◆ **Activity**: Only lines holding the word "Deserialize" are wanted. Copy them from the listing below.

"""

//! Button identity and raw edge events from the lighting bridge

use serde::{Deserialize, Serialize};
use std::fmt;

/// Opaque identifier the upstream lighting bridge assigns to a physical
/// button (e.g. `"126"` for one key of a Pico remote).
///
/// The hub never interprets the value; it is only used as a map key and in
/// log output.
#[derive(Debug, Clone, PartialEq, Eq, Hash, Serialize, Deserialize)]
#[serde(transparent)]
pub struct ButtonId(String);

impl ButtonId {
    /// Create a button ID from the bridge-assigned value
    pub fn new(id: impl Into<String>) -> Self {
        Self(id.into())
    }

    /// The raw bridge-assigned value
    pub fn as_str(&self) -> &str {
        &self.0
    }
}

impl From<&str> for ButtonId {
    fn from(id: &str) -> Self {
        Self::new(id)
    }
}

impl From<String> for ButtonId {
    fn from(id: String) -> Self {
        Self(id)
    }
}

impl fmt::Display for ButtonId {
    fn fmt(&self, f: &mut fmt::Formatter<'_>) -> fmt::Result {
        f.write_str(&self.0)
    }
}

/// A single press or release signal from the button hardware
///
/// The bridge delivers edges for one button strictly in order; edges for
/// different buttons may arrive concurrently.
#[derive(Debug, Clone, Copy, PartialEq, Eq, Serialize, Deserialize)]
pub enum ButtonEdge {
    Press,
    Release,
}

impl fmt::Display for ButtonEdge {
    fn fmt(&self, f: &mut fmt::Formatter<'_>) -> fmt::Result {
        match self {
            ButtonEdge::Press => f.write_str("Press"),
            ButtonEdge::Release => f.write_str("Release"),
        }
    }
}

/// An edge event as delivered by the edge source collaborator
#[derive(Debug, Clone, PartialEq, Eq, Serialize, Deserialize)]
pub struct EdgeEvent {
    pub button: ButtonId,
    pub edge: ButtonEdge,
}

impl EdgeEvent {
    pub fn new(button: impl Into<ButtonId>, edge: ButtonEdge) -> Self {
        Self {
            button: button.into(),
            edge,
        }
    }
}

"""

◆ **Task response**:
use serde::{Deserialize, Serialize};
#[derive(Debug, Clone, PartialEq, Eq, Hash, Serialize, Deserialize)]
#[derive(Debug, Clone, Copy, PartialEq, Eq, Serialize, Deserialize)]
#[derive(Debug, Clone, PartialEq, Eq, Serialize, Deserialize)]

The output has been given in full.